Exercise details: In the data below, find every line with the word "clone" and copy it out.

Records for this exercise:
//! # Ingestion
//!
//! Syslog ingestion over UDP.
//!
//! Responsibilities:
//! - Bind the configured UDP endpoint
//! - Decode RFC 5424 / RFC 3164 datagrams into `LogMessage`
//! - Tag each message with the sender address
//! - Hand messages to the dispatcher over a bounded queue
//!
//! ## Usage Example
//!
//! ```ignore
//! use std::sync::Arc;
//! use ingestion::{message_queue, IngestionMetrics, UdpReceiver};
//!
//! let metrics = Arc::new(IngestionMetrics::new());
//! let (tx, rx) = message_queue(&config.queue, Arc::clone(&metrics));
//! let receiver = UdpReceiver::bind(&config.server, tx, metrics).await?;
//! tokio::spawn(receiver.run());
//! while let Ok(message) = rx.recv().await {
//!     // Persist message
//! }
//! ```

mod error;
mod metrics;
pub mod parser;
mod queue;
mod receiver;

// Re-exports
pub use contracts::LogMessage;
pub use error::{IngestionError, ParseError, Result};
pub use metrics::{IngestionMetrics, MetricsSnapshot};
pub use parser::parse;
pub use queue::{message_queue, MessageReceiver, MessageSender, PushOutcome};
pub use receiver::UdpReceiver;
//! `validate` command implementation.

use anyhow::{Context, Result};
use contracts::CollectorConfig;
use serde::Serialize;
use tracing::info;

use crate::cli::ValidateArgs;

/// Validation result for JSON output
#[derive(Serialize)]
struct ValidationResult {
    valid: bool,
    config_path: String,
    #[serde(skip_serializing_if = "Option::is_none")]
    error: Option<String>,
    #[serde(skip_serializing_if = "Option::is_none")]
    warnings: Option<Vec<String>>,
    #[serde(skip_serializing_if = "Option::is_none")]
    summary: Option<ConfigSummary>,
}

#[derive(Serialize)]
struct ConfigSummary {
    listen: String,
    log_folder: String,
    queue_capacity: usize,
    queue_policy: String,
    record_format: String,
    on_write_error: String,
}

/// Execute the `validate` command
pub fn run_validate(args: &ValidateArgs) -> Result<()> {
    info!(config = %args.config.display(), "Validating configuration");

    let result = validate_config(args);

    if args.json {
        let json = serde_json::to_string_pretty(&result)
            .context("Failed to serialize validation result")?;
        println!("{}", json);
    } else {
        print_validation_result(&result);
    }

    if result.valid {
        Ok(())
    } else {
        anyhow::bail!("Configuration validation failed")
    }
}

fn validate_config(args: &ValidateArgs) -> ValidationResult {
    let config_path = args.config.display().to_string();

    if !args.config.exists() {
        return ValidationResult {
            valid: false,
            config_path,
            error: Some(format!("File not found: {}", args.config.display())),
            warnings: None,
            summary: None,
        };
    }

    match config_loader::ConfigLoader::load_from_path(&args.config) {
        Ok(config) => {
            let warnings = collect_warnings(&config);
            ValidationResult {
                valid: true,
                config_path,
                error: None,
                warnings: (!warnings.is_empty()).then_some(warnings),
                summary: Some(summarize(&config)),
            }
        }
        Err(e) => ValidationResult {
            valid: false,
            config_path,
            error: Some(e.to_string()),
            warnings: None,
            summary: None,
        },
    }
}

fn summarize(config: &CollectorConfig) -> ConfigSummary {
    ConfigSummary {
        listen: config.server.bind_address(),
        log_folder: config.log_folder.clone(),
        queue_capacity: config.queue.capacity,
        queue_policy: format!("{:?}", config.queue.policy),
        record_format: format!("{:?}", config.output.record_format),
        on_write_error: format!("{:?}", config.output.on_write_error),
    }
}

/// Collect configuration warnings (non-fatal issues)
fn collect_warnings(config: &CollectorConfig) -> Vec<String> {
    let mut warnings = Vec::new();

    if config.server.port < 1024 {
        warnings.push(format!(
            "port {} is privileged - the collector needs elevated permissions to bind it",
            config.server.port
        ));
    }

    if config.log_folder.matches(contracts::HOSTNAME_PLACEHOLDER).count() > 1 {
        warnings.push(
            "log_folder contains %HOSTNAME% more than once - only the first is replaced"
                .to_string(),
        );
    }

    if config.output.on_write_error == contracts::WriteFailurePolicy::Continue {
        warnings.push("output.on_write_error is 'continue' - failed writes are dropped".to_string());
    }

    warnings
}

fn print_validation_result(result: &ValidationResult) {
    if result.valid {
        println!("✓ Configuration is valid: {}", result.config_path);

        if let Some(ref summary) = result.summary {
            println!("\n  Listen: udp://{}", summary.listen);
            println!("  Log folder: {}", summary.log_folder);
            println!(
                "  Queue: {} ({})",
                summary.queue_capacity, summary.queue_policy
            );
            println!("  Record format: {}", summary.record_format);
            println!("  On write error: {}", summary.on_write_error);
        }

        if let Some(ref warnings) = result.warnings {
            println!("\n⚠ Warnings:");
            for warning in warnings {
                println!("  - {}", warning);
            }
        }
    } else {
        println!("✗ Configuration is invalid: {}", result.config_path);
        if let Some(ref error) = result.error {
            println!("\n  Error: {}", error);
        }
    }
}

---

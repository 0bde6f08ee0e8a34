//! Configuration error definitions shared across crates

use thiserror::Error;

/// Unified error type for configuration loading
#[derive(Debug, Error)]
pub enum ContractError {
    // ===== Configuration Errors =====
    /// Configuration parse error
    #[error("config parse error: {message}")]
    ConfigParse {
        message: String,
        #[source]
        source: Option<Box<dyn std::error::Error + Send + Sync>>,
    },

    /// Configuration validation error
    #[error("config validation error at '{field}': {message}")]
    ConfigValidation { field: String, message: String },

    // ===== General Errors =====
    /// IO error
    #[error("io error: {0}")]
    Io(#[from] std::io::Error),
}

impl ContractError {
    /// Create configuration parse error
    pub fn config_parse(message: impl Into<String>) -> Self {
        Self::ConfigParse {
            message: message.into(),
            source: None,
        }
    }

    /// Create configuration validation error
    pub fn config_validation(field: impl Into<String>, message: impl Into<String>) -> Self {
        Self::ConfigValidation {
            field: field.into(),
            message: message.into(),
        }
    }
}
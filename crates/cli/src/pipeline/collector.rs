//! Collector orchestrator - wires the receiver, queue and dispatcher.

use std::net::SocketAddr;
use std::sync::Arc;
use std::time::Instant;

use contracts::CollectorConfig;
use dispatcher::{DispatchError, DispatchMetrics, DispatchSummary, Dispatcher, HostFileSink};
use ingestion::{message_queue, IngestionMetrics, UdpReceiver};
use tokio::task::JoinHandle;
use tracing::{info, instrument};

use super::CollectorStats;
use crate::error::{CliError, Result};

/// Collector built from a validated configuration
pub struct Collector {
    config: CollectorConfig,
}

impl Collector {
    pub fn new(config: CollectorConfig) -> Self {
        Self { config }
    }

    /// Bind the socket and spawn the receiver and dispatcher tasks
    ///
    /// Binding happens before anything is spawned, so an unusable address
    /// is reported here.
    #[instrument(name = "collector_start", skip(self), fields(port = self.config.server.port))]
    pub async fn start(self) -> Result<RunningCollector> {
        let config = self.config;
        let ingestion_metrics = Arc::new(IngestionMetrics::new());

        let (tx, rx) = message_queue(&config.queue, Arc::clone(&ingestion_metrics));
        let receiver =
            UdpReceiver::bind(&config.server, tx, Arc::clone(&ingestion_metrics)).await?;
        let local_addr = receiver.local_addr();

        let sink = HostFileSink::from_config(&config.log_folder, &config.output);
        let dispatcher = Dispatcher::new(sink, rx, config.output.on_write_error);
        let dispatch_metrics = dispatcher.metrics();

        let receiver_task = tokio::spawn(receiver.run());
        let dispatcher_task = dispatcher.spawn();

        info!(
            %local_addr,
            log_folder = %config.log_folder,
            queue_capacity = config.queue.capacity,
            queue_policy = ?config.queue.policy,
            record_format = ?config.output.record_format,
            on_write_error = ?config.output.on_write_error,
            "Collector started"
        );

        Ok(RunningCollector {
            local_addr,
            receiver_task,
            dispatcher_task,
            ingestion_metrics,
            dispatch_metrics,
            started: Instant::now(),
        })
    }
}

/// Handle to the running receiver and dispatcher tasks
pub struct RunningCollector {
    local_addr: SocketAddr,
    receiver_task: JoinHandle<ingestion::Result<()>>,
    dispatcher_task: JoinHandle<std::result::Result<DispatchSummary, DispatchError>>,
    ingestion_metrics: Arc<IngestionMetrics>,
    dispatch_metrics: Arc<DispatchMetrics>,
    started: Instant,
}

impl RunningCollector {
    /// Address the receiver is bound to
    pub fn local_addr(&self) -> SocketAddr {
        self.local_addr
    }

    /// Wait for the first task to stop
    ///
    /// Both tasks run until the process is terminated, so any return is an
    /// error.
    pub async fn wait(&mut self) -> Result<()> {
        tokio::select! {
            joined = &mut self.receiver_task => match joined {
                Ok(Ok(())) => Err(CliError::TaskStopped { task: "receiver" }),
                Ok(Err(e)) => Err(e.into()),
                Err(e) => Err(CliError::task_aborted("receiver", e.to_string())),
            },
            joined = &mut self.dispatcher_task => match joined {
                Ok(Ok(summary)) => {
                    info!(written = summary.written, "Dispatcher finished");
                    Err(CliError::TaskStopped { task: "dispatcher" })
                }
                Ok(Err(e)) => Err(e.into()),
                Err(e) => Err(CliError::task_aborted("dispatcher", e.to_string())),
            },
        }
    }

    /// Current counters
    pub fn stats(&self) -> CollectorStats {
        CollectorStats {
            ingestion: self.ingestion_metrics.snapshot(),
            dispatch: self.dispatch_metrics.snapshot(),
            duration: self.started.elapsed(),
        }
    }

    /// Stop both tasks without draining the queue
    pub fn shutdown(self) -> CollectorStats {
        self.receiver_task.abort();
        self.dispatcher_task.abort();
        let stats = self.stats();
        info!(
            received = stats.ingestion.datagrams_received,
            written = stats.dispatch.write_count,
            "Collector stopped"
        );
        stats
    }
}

Reply:
//! let (tx, rx) = message_queue(&config.queue, Arc::clone(&metrics));
        log_folder: config.log_folder.clone(),
        let (tx, rx) = message_queue(&config.queue, Arc::clone(&ingestion_metrics));
            UdpReceiver::bind(&config.server, tx, Arc::clone(&ingestion_metrics)).await?;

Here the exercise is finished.